## EXERCISE DIRECTIONS
If a line holds the word "application", copy it from the entries.

[Dataset entries]
═══
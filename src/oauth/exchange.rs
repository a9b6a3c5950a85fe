//! OAuth token exchange logic.
//!
//! Trades an authorization code or a refresh token for a fresh token set at
//! the provider's token endpoint. The exchange never touches the token store.

use super::ProviderConfig;
use anyhow::{Context, Result};
use async_trait::async_trait;
use reqwest::StatusCode;
use serde::Deserialize;
use std::sync::Arc;
use std::time::Duration;

/// Normalized token endpoint response (standard OAuth 2.0)
#[derive(Clone, Debug, PartialEq, Eq, Deserialize)]
pub struct ProviderTokenResponse {
    pub access_token: String,
    /// Always `Bearer`; validated on parse
    pub token_type: String,
    #[serde(default)]
    pub scope: String,
    /// Lifetime in seconds, relative to issuance
    pub expires_in: u64,
    /// `None` means "keep using the previous refresh token"
    #[serde(default)]
    pub refresh_token: Option<String>,
}

/// OAuth error body (RFC 6749 section 5.2)
#[derive(Deserialize, Debug)]
struct ProviderErrorBody {
    error: String,
    #[serde(default)]
    error_description: Option<String>,
}

/// Exchange failure classification
#[derive(Debug, Clone, PartialEq, Eq)]
pub enum ExchangeError {
    /// Provider declined the request (bad or expired code, bad client)
    ProviderRejected { status: u16, message: String },
    /// Network failure, timeout, or provider-side outage
    ProviderUnreachable(String),
    /// Response body did not match the expected schema
    MalformedResponse(String),
    /// Provider reports the refresh token as revoked or expired
    RefreshTokenInvalid(String),
}

impl ExchangeError {
    /// Whether retrying the same exchange later can succeed
    pub fn is_retryable(&self) -> bool {
        matches!(self, ExchangeError::ProviderUnreachable(_))
    }
}

impl std::fmt::Display for ExchangeError {
    fn fmt(&self, f: &mut std::fmt::Formatter<'_>) -> std::fmt::Result {
        match self {
            ExchangeError::ProviderRejected { status, message } => {
                write!(f, "Provider rejected the exchange ({}): {}", status, message)
            }
            ExchangeError::ProviderUnreachable(msg) => write!(f, "Provider unreachable: {}", msg),
            ExchangeError::MalformedResponse(msg) => {
                write!(f, "Malformed provider response: {}", msg)
            }
            ExchangeError::RefreshTokenInvalid(msg) => {
                write!(f, "Refresh token is no longer valid: {}", msg)
            }
        }
    }
}

impl std::error::Error for ExchangeError {}

/// Provider-facing token exchanges.
#[async_trait]
pub trait ExchangeClient: Send + Sync {
    /// Trade a one-time authorization code for an initial token set.
    async fn exchange_code(&self, code: &str) -> Result<ProviderTokenResponse, ExchangeError>;

    /// Trade a refresh token for a new access token.
    async fn exchange_refresh(
        &self,
        refresh_token: &str,
    ) -> Result<ProviderTokenResponse, ExchangeError>;
}

#[derive(Clone, Copy, Debug, PartialEq, Eq)]
enum GrantType {
    AuthorizationCode,
    RefreshToken,
}

impl GrantType {
    fn as_str(self) -> &'static str {
        match self {
            GrantType::AuthorizationCode => "authorization_code",
            GrantType::RefreshToken => "refresh_token",
        }
    }
}

/// [`ExchangeClient`] that POSTs form-encoded grants to the provider's token
/// endpoint, authenticating the application with HTTP Basic credentials.
#[derive(Clone)]
pub struct HttpExchangeClient {
    client: reqwest::Client,
    provider: Arc<ProviderConfig>,
}

impl HttpExchangeClient {
    /// Create a client whose every request is bounded by `timeout`
    pub fn new(provider: Arc<ProviderConfig>, timeout: Duration) -> Result<Self> {
        let client = reqwest::Client::builder()
            .timeout(timeout)
            .build()
            .context("Failed to build HTTP client")?;

        Ok(Self { client, provider })
    }

    async fn post_grant(
        &self,
        grant: GrantType,
        form: &[(&str, &str)],
    ) -> Result<ProviderTokenResponse, ExchangeError> {
        tracing::debug!(
            grant_type = grant.as_str(),
            token_url = %self.provider.token_url,
            "Sending token exchange request"
        );

        let response = self
            .client
            .post(&self.provider.token_url)
            .basic_auth(&self.provider.client_id, Some(&self.provider.client_secret))
            .header("Accept", "application/json")
            .form(form)
            .send()
            .await
            .map_err(transport_error)?;

        let status = response.status();
        if !status.is_success() {
            let body = response.text().await.unwrap_or_default();
            return Err(classify_failure(grant, status, &body));
        }

        let body = response.bytes().await.map_err(transport_error)?;
        let token_response = parse_token_response(&body)?;

        tracing::debug!(
            grant_type = grant.as_str(),
            has_refresh_token = token_response.refresh_token.is_some(),
            expires_in = token_response.expires_in,
            "Token exchange successful"
        );

        Ok(token_response)
    }
}

#[async_trait]
impl ExchangeClient for HttpExchangeClient {
    async fn exchange_code(&self, code: &str) -> Result<ProviderTokenResponse, ExchangeError> {
        let grant = GrantType::AuthorizationCode;
        self.post_grant(
            grant,
            &[
                ("grant_type", grant.as_str()),
                ("code", code),
                ("redirect_uri", self.provider.redirect_uri.as_str()),
            ],
        )
        .await
    }

    async fn exchange_refresh(
        &self,
        refresh_token: &str,
    ) -> Result<ProviderTokenResponse, ExchangeError> {
        let grant = GrantType::RefreshToken;
        self.post_grant(
            grant,
            &[
                ("grant_type", grant.as_str()),
                ("refresh_token", refresh_token),
            ],
        )
        .await
    }
}

fn transport_error(e: reqwest::Error) -> ExchangeError {
    if e.is_timeout() {
        ExchangeError::ProviderUnreachable("request timed out".to_string())
    } else {
        ExchangeError::ProviderUnreachable(e.to_string())
    }
}

/// Map a non-2xx token endpoint response onto the error taxonomy.
fn classify_failure(grant: GrantType, status: StatusCode, body: &str) -> ExchangeError {
    if status.is_server_error() || status == StatusCode::TOO_MANY_REQUESTS {
        return ExchangeError::ProviderUnreachable(format!("provider returned {}", status));
    }

    let (error, message) = match serde_json::from_str::<ProviderErrorBody>(body) {
        Ok(parsed) => {
            let message = match parsed.error_description {
                Some(description) => format!("{}: {}", parsed.error, description),
                None => parsed.error.clone(),
            };
            (Some(parsed.error), message)
        }
        Err(_) if body.is_empty() => (None, "empty response body".to_string()),
        Err(_) => (None, body.to_string()),
    };

    if grant == GrantType::RefreshToken && error.as_deref() == Some("invalid_grant") {
        return ExchangeError::RefreshTokenInvalid(message);
    }

    ExchangeError::ProviderRejected {
        status: status.as_u16(),
        message,
    }
}

/// Parse and validate a successful token endpoint body.
fn parse_token_response(body: &[u8]) -> Result<ProviderTokenResponse, ExchangeError> {
    let mut parsed: ProviderTokenResponse = serde_json::from_slice(body)
        .map_err(|e| ExchangeError::MalformedResponse(e.to_string()))?;

    if !parsed.token_type.eq_ignore_ascii_case("bearer") {
        return Err(ExchangeError::MalformedResponse(format!(
            "unexpected token_type '{}'",
            parsed.token_type
        )));
    }
    if parsed.access_token.is_empty() {
        return Err(ExchangeError::MalformedResponse(
            "empty access_token".to_string(),
        ));
    }

    parsed.refresh_token = parsed.refresh_token.filter(|token| !token.is_empty());
    Ok(parsed)
}
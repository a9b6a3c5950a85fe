//! Pending logins, keyed by the CSRF `state` sent to the provider.
//!
//! `/auth/login` records which user identity started the attempt; the
//! callback redeems the `state` exactly once to learn where to store the
//! resulting credential. Unredeemed attempts lapse after the configured
//! expiry and are swept by [`run_state_cleanup`].

use chrono::{DateTime, Duration, Utc};
use std::collections::HashMap;
use std::sync::{Arc, Mutex, MutexGuard};
use uuid::Uuid;

/// A login that has been redirected to the provider but not yet called back
#[derive(Clone, Debug)]
pub struct StateEntry {
    /// Identity the callback's credential is stored under
    pub user_identity: String,
    pub created_at: DateTime<Utc>,
}

/// In-memory table of pending logins. Cloning shares the table.
#[derive(Clone)]
pub struct StateManager {
    pending: Arc<Mutex<HashMap<String, StateEntry>>>,
    expiry: Duration,
}

impl StateManager {
    /// `expiry_seconds` comes from `[server].state_expiry_seconds`.
    pub fn new(expiry_seconds: i64) -> Self {
        Self {
            pending: Arc::new(Mutex::new(HashMap::new())),
            expiry: Duration::seconds(expiry_seconds),
        }
    }

    fn pending(&self) -> MutexGuard<'_, HashMap<String, StateEntry>> {
        // Entries are plain data, so a poisoned map is still consistent.
        self.pending.lock().unwrap_or_else(|poisoned| poisoned.into_inner())
    }

    fn is_live(&self, entry: &StateEntry, now: DateTime<Utc>) -> bool {
        now - entry.created_at <= self.expiry
    }

    /// Start a login for `user_identity` and return the `state` to send.
    pub fn create_state(&self, user_identity: &str) -> String {
        let state = Uuid::new_v4().to_string();
        self.pending().insert(
            state.clone(),
            StateEntry {
                user_identity: user_identity.to_string(),
                created_at: Utc::now(),
            },
        );
        state
    }

    /// Redeem `state` from a callback. Unknown, reused, and lapsed states
    /// all yield `None`; a lapsed state is discarded either way.
    pub fn validate_and_consume(&self, state: &str) -> Option<StateEntry> {
        let entry = self.pending().remove(state)?;
        self.is_live(&entry, Utc::now()).then_some(entry)
    }

    /// Drop logins that were never called back in time.
    pub fn cleanup_expired(&self) {
        let now = Utc::now();
        self.pending().retain(|_, entry| self.is_live(entry, now));
    }

    /// Number of logins awaiting a callback
    pub fn count(&self) -> usize {
        self.pending().len()
    }
}

/// Sweep lapsed logins every `interval_seconds`, forever.
pub async fn run_state_cleanup(manager: StateManager, interval_seconds: u64) {
    let mut interval = tokio::time::interval(tokio::time::Duration::from_secs(interval_seconds));

    loop {
        interval.tick().await;
        manager.cleanup_expired();
        tracing::debug!(pending_logins = manager.count(), "Swept expired login states");
    }
}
═══
## EXERCISE RESULT
/// endpoint, authenticating the application with HTTP Basic credentials.
            .header("Accept", "application/json")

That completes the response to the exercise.